Conservatives could regain the advantage and ultimately supplant the Liberals, but it will take a lot of years and money to do so.  A couple of basic ideas come to my mind about how this could be done.

1. Buy/create Black and Spanish language newspapers, TV stations, radio, etc and begin the long process of exposing liberal lies. Notice that I didn't say "teach the truth." First, you need to undo the damage so the mind is receptive to learn. This is a very long process, and very expensive. It will not produce anything close to a quick ROI for these "investors." But it will attack the power base of the Democrat party, and if this base can be undermined with a competing view of reality, it will pay electoral dividends in the future.

If there isn't money to buy newspapers, TV stations, radio, etc, then buy billboards. Or create TV and radio programming that can be given to these entities. The point is that we need to counter the lies, and help re-shape the way people see reality on their level.

It's simply not effective to "teach" new abstract principles to them, or ask them to appreciate the real-world impact disastrous liberal policies are going to have, if they only understood the underlying economics or social theory behind our concern. We need to speak to these people on their level, as the Democrats do: with sufficient, sustained resources to keep the effort alive.
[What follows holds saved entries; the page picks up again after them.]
//! Allocation and task tallies, and per-allocation resource usage.

use gridwatch_client::{
    ALLOC_CLIENT_RUNNING, ALLOC_DESIRED_RUN, AllocResourceUsage, Allocation, AllocationListStub,
    ControlPlane, NodeListStub,
};
use tracing::debug;

use crate::error::{CollectError, CollectResult};
use crate::pool::FanOut;
use crate::scrape::Scrape;
use crate::version;

const MIB: f64 = 1024.0 * 1024.0;

/// Reset the allocation accumulators and refill them from the current
/// allocation list. Usage gauges of running allocations go straight into
/// the scrape output.
pub async fn collect_allocations<C>(scrape: &Scrape<C>) -> CollectResult<()>
where
    C: ControlPlane + ?Sized + 'static,
{
    let m = &scrape.metrics;
    m.allocations.reset().await;
    m.tasks.reset().await;
    m.allocation_zombies.set(0.0);

    if !scrape.should_read {
        return Ok(());
    }

    let stubs = m
        .timed("get_allocations", scrape.client.list_allocations(scrape.opts))
        .await
        .map_err(|e| CollectError::client("could not get allocations", e))?;

    let mut pool = FanOut::new(scrape.config.allocation_concurrency);
    for stub in stubs {
        let scrape = scrape.clone();
        pool.spawn(move |bound| async move {
            let Some(node) = eligible_node(&scrape, &stub) else {
                return;
            };
            let _permit = bound.acquire().await;
            collect_allocation(&scrape, &stub, &node).await;
        });
    }
    pool.join().await?;

    m.allocations.collect(&scrape.sink).await;
    m.tasks.collect(&scrape.sink).await;
    m.allocation_zombies.collect(&scrape.sink);
    Ok(())
}

/// The node of an allocation worth fetching, counting orphans on the way.
fn eligible_node<C: ControlPlane + ?Sized>(
    scrape: &Scrape<C>,
    stub: &AllocationListStub,
) -> Option<NodeListStub> {
    let Some(node) = scrape.inventory.get(&stub.node_id) else {
        debug!(alloc = %stub.id, "allocation has no node associated, skipping");
        scrape.metrics.allocation_zombies.add(1.0);
        return None;
    };
    if !node.is_ready() {
        debug!(alloc = %stub.name, node = %node.name, status = %node.status, "skipping allocation on node that is not ready");
        return None;
    }
    if !version::supported(&node.name, &node.version) {
        debug!(alloc = %stub.name, node = %node.name, version = %node.version, "skipping allocation on unsupported node version");
        return None;
    }
    if stub.desired_status != ALLOC_DESIRED_RUN {
        debug!(alloc = %stub.name, "skipping allocation not desired to run");
        return None;
    }
    Some(node.clone())
}

async fn collect_allocation<C: ControlPlane + ?Sized>(
    scrape: &Scrape<C>,
    stub: &AllocationListStub,
    node: &NodeListStub,
) {
    let m = &scrape.metrics;

    let alloc = match m
        .timed("get_allocation_info", scrape.client.allocation_info(&stub.id, scrape.opts))
        .await
    {
        Ok(alloc) => alloc,
        Err(e) => {
            let err = CollectError::client(format!("failed to get allocation {} info", stub.id), e);
            m.report(&err).await;
            return;
        }
    };

    let job = &alloc.job;
    let job_version = job.version.to_string();
    m.allocations
        .inc(&[
            &alloc.client_status,
            &job.job_type,
            &alloc.job_id,
            &job_version,
            &alloc.task_group,
            &node.name,
        ])
        .await;
    for task in alloc.task_states.values() {
        m.tasks.inc(&[&task.state, &job.job_type, &node.name]).await;
    }

    if stub.client_status != ALLOC_CLIENT_RUNNING {
        return;
    }

    let stats = match m
        .timed_node(
            "get_allocation_stats",
            &node.name,
            scrape.client.allocation_stats(&alloc, scrape.opts),
        )
        .await
    {
        Ok(stats) => stats,
        Err(e) => {
            let err = CollectError::client(format!("failed to get allocation {} stats", alloc.id), e);
            m.report(&err).await;
            return;
        }
    };

    emit_usage(scrape, &alloc, node, &stats);
}

fn emit_usage<C: ControlPlane + ?Sized>(
    scrape: &Scrape<C>,
    alloc: &Allocation,
    node: &NodeListStub,
    stats: &AllocResourceUsage,
) {
    let g = &scrape.metrics.allocation;
    let job_version = alloc.job.version.to_string();
    let labels: Vec<&str> = vec![
        alloc.job.name.as_str(),
        job_version.as_str(),
        alloc.task_group.as_str(),
        alloc.id.as_str(),
        alloc.job.region.as_str(),
        node.datacenter.as_str(),
        node.name.as_str(),
    ];

    let usage = &stats.resource_usage;
    scrape.emit(&g.cpu_percent, usage.cpu_stats.percent, &labels);
    scrape.emit(&g.cpu_throttled, usage.cpu_stats.throttled_time as f64, &labels);
    scrape.emit(&g.memory_rss, usage.memory_stats.rss as f64, &labels);
    scrape.emit(&g.cpu_ticks, usage.cpu_stats.total_ticks, &labels);
    scrape.emit(&g.cpu_user_mode, usage.cpu_stats.user_mode, &labels);
    scrape.emit(&g.cpu_system_mode, usage.cpu_stats.system_mode, &labels);
    scrape.emit(&g.memory_required, alloc.resources.memory_mb as f64 * MIB, &labels);
    scrape.emit(&g.cpu_required, alloc.resources.cpu as f64, &labels);

    for (task, task_stats) in &stats.tasks {
        let mut task_labels = labels.clone();
        task_labels.push(task.as_str());
        let usage = &task_stats.resource_usage;
        scrape.emit(&g.task_cpu_percent, usage.cpu_stats.percent, &task_labels);
        scrape.emit(&g.task_cpu_total_ticks, usage.cpu_stats.total_ticks, &task_labels);
        scrape.emit(&g.task_memory_rss, usage.memory_stats.rss as f64, &task_labels);
    }
}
Which leads to my second proposal. 

2. Create a nationwide foundation to subsidize the pay of public school elementary and high school teachers who teach history, economics, social studies, and related subject matter. The foundation cannot tell them what to teach, but the foundation can be selective in who it subsidizes through its grants. Part of this could be the opportunity to increase the scholarship award by continuing education that emphasizes conservative values: making them better teachers and rewarding them financially for their success.  An extension of this program would be to fund Chairs or sabbaticals for college level instruction, so the same message could be carried forward in the universities.

This would have the effect of offering public education as a more meaningful career path to intelligent people who would otherwise choose private sector jobs. Liberals are indoctrinating our kids because they are the ones who either willingly forego a private sector salary to advance a political agenda, or can't find a real job in the private sector.  Either way, they turn out students who have no appreciation for how things might work other than the Liberal bilge that they've been taught. We have to find a realistic way to inject a different point of view into the schools, and this begins by making it financially possible for a different type of person to consider this profession.
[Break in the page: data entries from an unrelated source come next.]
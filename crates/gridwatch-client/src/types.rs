//! Domain types returned by the control-plane API.
//!
//! Field names follow the control plane's JSON (PascalCase, with `ID`
//! style acronyms). Every struct defaults missing fields so older agents
//! that omit newer attributes still decode.

use std::collections::HashMap;

use serde::{Deserialize, Deserializer, Serialize};

/// Unique identifier for a client node.
pub type NodeId = String;

/// Unique identifier for an allocation.
pub type AllocationId = String;

/// Status string the control plane reports for schedulable nodes.
pub const NODE_STATUS_READY: &str = "ready";

/// Desired status of allocations the scheduler wants running.
pub const ALLOC_DESIRED_RUN: &str = "run";

/// Client status of allocations whose tasks are running.
pub const ALLOC_CLIENT_RUNNING: &str = "running";

/// Decode `null` as the type's default; the control plane sends `null`
/// for empty maps and absent nested objects.
fn nullable<'de, D, T>(deserializer: D) -> Result<T, D::Error>
where
    D: Deserializer<'de>,
    T: Default + Deserialize<'de>,
{
    Ok(Option::<T>::deserialize(deserializer)?.unwrap_or_default())
}

// ── Nodes ─────────────────────────────────────────────────────────

/// Summary entry from the node list endpoint.
#[derive(Debug, Clone, Default, PartialEq, Serialize, Deserialize)]
#[serde(rename_all = "PascalCase", default)]
pub struct NodeListStub {
    #[serde(rename = "ID")]
    pub id: NodeId,
    pub name: String,
    pub node_class: String,
    pub datacenter: String,
    pub version: String,
    pub status: String,
    pub drain: bool,
    pub scheduling_eligibility: String,
}

impl NodeListStub {
    /// Whether the node reports the ready status.
    pub fn is_ready(&self) -> bool {
        self.status == NODE_STATUS_READY
    }
}

/// Full node record from the node info endpoint.
#[derive(Debug, Clone, Default, PartialEq, Serialize, Deserialize)]
#[serde(rename_all = "PascalCase", default)]
pub struct Node {
    #[serde(rename = "ID")]
    pub id: NodeId,
    pub name: String,
    pub datacenter: String,
    pub node_class: String,
    pub status: String,
    #[serde(deserialize_with = "nullable")]
    pub resources: Resources,
}

/// Resource capacity of a node or resource request of an allocation.
#[derive(Debug, Clone, Default, PartialEq, Serialize, Deserialize)]
#[serde(default)]
pub struct Resources {
    /// CPU in MHz.
    #[serde(rename = "CPU")]
    pub cpu: u64,
    #[serde(rename = "MemoryMB")]
    pub memory_mb: u64,
    #[serde(rename = "DiskMB")]
    pub disk_mb: u64,
    #[serde(rename = "IOPS")]
    pub iops: u64,
}

/// Host-level resource usage reported by a client node.
#[derive(Debug, Clone, Default, PartialEq, Serialize, Deserialize)]
#[serde(rename_all = "PascalCase", default)]
pub struct HostStats {
    pub memory: HostMemoryStats,
    #[serde(rename = "CPUTicksConsumed")]
    pub cpu_ticks_consumed: f64,
}

/// Host memory usage in bytes.
#[derive(Debug, Clone, Default, PartialEq, Serialize, Deserialize)]
#[serde(rename_all = "PascalCase", default)]
pub struct HostMemoryStats {
    pub total: u64,
    pub available: u64,
    pub used: u64,
    pub free: u64,
}

// ── Allocations ───────────────────────────────────────────────────

/// Summary entry from the allocation list endpoint.
#[derive(Debug, Clone, Default, PartialEq, Serialize, Deserialize)]
#[serde(rename_all = "PascalCase", default)]
pub struct AllocationListStub {
    #[serde(rename = "ID")]
    pub id: AllocationId,
    pub name: String,
    #[serde(rename = "NodeID")]
    pub node_id: NodeId,
    #[serde(rename = "JobID")]
    pub job_id: String,
    pub job_version: u64,
    pub task_group: String,
    pub desired_status: String,
    pub client_status: String,
}

/// Full allocation record from the allocation info endpoint.
#[derive(Debug, Clone, Default, PartialEq, Serialize, Deserialize)]
#[serde(rename_all = "PascalCase", default)]
pub struct Allocation {
    #[serde(rename = "ID")]
    pub id: AllocationId,
    pub name: String,
    #[serde(rename = "NodeID")]
    pub node_id: NodeId,
    #[serde(rename = "JobID")]
    pub job_id: String,
    #[serde(deserialize_with = "nullable")]
    pub job: Job,
    pub task_group: String,
    #[serde(deserialize_with = "nullable")]
    pub resources: Resources,
    pub desired_status: String,
    pub client_status: String,
    #[serde(deserialize_with = "nullable")]
    pub task_states: HashMap<String, TaskState>,
}

/// Job attributes embedded in an allocation.
#[derive(Debug, Clone, Default, PartialEq, Serialize, Deserialize)]
#[serde(rename_all = "PascalCase", default)]
pub struct Job {
    #[serde(rename = "ID")]
    pub id: String,
    pub name: String,
    #[serde(rename = "Type")]
    pub job_type: String,
    pub version: u64,
    pub region: String,
}

/// Lifecycle state of one task inside an allocation.
#[derive(Debug, Clone, Default, PartialEq, Serialize, Deserialize)]
#[serde(rename_all = "PascalCase", default)]
pub struct TaskState {
    pub state: String,
    pub failed: bool,
    pub restarts: u64,
}

/// Resource usage of an allocation and each of its tasks.
#[derive(Debug, Clone, Default, PartialEq, Serialize, Deserialize)]
#[serde(rename_all = "PascalCase", default)]
pub struct AllocResourceUsage {
    pub resource_usage: ResourceUsage,
    #[serde(deserialize_with = "nullable")]
    pub tasks: HashMap<String, TaskResourceUsage>,
}

/// Resource usage of a single task.
#[derive(Debug, Clone, Default, PartialEq, Serialize, Deserialize)]
#[serde(rename_all = "PascalCase", default)]
pub struct TaskResourceUsage {
    pub resource_usage: ResourceUsage,
}

/// Memory and CPU usage sample.
#[derive(Debug, Clone, Default, PartialEq, Serialize, Deserialize)]
#[serde(rename_all = "PascalCase", default)]
pub struct ResourceUsage {
    pub memory_stats: MemoryStats,
    pub cpu_stats: CpuStats,
}

#[derive(Debug, Clone, Default, PartialEq, Serialize, Deserialize)]
#[serde(rename_all = "PascalCase", default)]
pub struct MemoryStats {
    #[serde(rename = "RSS")]
    pub rss: u64,
    pub cache: u64,
    pub swap: u64,
}

#[derive(Debug, Clone, Default, PartialEq, Serialize, Deserialize)]
#[serde(rename_all = "PascalCase", default)]
pub struct CpuStats {
    pub system_mode: f64,
    pub user_mode: f64,
    pub total_ticks: f64,
    pub throttled_periods: u64,
    pub throttled_time: u64,
    pub percent: f64,
}

// ── Jobs, evaluations, deployments ────────────────────────────────

/// Summary entry from the job list endpoint.
#[derive(Debug, Clone, Default, PartialEq, Serialize, Deserialize)]
#[serde(rename_all = "PascalCase", default)]
pub struct JobListStub {
    #[serde(rename = "ID")]
    pub id: String,
    pub name: String,
    #[serde(rename = "Type")]
    pub job_type: String,
    pub status: String,
}

/// Scheduler evaluation.
#[derive(Debug, Clone, Default, PartialEq, Serialize, Deserialize)]
#[serde(rename_all = "PascalCase", default)]
pub struct Evaluation {
    #[serde(rename = "ID")]
    pub id: String,
    pub status: String,
    #[serde(rename = "JobID")]
    pub job_id: String,
}

/// Rolling deployment of a job version.
#[derive(Debug, Clone, Default, PartialEq, Serialize, Deserialize)]
#[serde(rename_all = "PascalCase", default)]
pub struct Deployment {
    #[serde(rename = "ID")]
    pub id: String,
    #[serde(rename = "JobID")]
    pub job_id: String,
    pub job_version: u64,
    pub status: String,
    /// Task group name → rollout progress.
    #[serde(deserialize_with = "nullable")]
    pub task_groups: HashMap<String, DeploymentState>,
}

/// Rollout progress of one task group within a deployment.
#[derive(Debug, Clone, Default, PartialEq, Serialize, Deserialize)]
#[serde(rename_all = "PascalCase", default)]
pub struct DeploymentState {
    pub promoted: bool,
    pub auto_revert: bool,
    pub desired_canaries: u64,
    pub desired_total: u64,
    pub placed_allocs: u64,
    pub healthy_allocs: u64,
    pub unhealthy_allocs: u64,
}

// ── Agent ─────────────────────────────────────────────────────────

/// Response of the agent self endpoint. Top-level keys are lowercase.
#[derive(Debug, Clone, Default, PartialEq, Serialize, Deserialize)]
#[serde(rename_all = "lowercase", default)]
pub struct AgentSelf {
    pub config: AgentConfig,
    pub member: AgentMember,
    /// Subsystem name → stat name → value, all as strings.
    #[serde(deserialize_with = "nullable")]
    pub stats: HashMap<String, HashMap<String, String>>,
}

impl AgentSelf {
    /// Look up a single stat, e.g. `("raft", "commit_index")`.
    pub fn stat(&self, section: &str, key: &str) -> Option<&str> {
        self.stats
            .get(section)
            .and_then(|s| s.get(key))
            .map(String::as_str)
    }
}

#[derive(Debug, Clone, Default, PartialEq, Serialize, Deserialize)]
#[serde(rename_all = "PascalCase", default)]
pub struct AgentConfig {
    pub datacenter: String,
    pub node_name: String,
    pub region: String,
}

#[derive(Debug, Clone, Default, PartialEq, Serialize, Deserialize)]
#[serde(rename_all = "PascalCase", default)]
pub struct AgentMember {
    pub name: String,
    pub addr: String,
}

#[cfg(test)]
mod tests {
    use super::*;

    #[test]
    fn decode_node_stub() {
        let json = r#"{
            "ID": "f7476465-4d6e-c0de-26d0-e383c49be941",
            "Name": "client-1",
            "NodeClass": "",
            "Datacenter": "dc1",
            "Version": "1.6.1",
            "Status": "ready",
            "Drain": false,
            "SchedulingEligibility": "eligible",
            "CreateIndex": 6
        }"#;
        let stub: NodeListStub = serde_json::from_str(json).unwrap();
        assert_eq!(stub.name, "client-1");
        assert_eq!(stub.datacenter, "dc1");
        assert!(stub.is_ready());
        assert!(!stub.drain);
    }

    #[test]
    fn decode_allocation_with_job_and_tasks() {
        let json = r#"{
            "ID": "a1",
            "NodeID": "n1",
            "JobID": "web",
            "TaskGroup": "frontend",
            "DesiredStatus": "run",
            "ClientStatus": "running",
            "Resources": {"CPU": 500, "MemoryMB": 256},
            "Job": {"ID": "web", "Name": "web", "Type": "service", "Version": 3, "Region": "global"},
            "TaskStates": {"nginx": {"State": "running", "Failed": false, "Restarts": 1}}
        }"#;
        let alloc: Allocation = serde_json::from_str(json).unwrap();
        assert_eq!(alloc.job.job_type, "service");
        assert_eq!(alloc.job.version, 3);
        assert_eq!(alloc.resources.memory_mb, 256);
        assert_eq!(alloc.task_states["nginx"].state, "running");
    }

    #[test]
    fn decode_pending_allocation_with_nulls() {
        let json = r#"{"ID": "a2", "NodeID": "n1", "TaskStates": null, "Job": null}"#;
        let alloc: Allocation = serde_json::from_str(json).unwrap();
        assert!(alloc.task_states.is_empty());
        assert_eq!(alloc.job, Job::default());
    }

    #[test]
    fn decode_allocation_stats() {
        let json = r#"{
            "ResourceUsage": {
                "MemoryStats": {"RSS": 1048576},
                "CpuStats": {"Percent": 12.5, "TotalTicks": 300.0, "ThrottledTime": 7}
            },
            "Tasks": {
                "nginx": {"ResourceUsage": {"MemoryStats": {"RSS": 4096}, "CpuStats": {"Percent": 1.5}}}
            }
        }"#;
        let usage: AllocResourceUsage = serde_json::from_str(json).unwrap();
        assert_eq!(usage.resource_usage.memory_stats.rss, 1_048_576);
        assert_eq!(usage.resource_usage.cpu_stats.throttled_time, 7);
        assert_eq!(usage.tasks["nginx"].resource_usage.cpu_stats.percent, 1.5);
    }

    #[test]
    fn decode_deployment_task_groups() {
        let json = r#"{
            "ID": "d1",
            "JobID": "web",
            "JobVersion": 4,
            "Status": "running",
            "TaskGroups": {
                "frontend": {"DesiredTotal": 3, "HealthyAllocs": 2, "AutoRevert": true}
            }
        }"#;
        let dep: Deployment = serde_json::from_str(json).unwrap();
        let tg = &dep.task_groups["frontend"];
        assert_eq!(tg.desired_total, 3);
        assert_eq!(tg.healthy_allocs, 2);
        assert!(tg.auto_revert);
        assert!(!tg.promoted);
    }

    #[test]
    fn agent_stat_lookup() {
        let json = r#"{
            "config": {"Datacenter": "dc1"},
            "member": {"Name": "server-1.global"},
            "stats": {"nomad": {"server": "true"}, "raft": {"commit_index": "42"}}
        }"#;
        let agent: AgentSelf = serde_json::from_str(json).unwrap();
        assert_eq!(agent.stat("raft", "commit_index"), Some("42"));
        assert_eq!(agent.stat("raft", "missing"), None);
        assert_eq!(agent.stat("serf", "members"), None);
    }
}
All of this takes time, and more importantly, a lot of money. This can't be funded by ordinary people or even conservative "millionaires." It has to be funded by billionaires, or people with a substantial personal fortune who are willing to use their money for a cause that does not directly impact their bottom line, and/or may not be achieved in their lifetime.

Unfortunately, I don't see the business world rising to the challenge. On the other hand, the Left has already figured this out, as The Nation's appeal reminded me once again.  They have George Soros, Ted Turner, the Rockefellers (individuals and foundations), Martha Stewart, Progressive Insurance, the Ford Foundation, Warren Buffett, the Pew Trust . . . just to name a few. We have Boone Pickens, who's willing to spend a bundle of his own money to promote — gasp! — his own business interests, or the big drug companies which are willing to spend millions of dollars on public education to pass Obama's health care program in exchange for promoting and protecting their own interests.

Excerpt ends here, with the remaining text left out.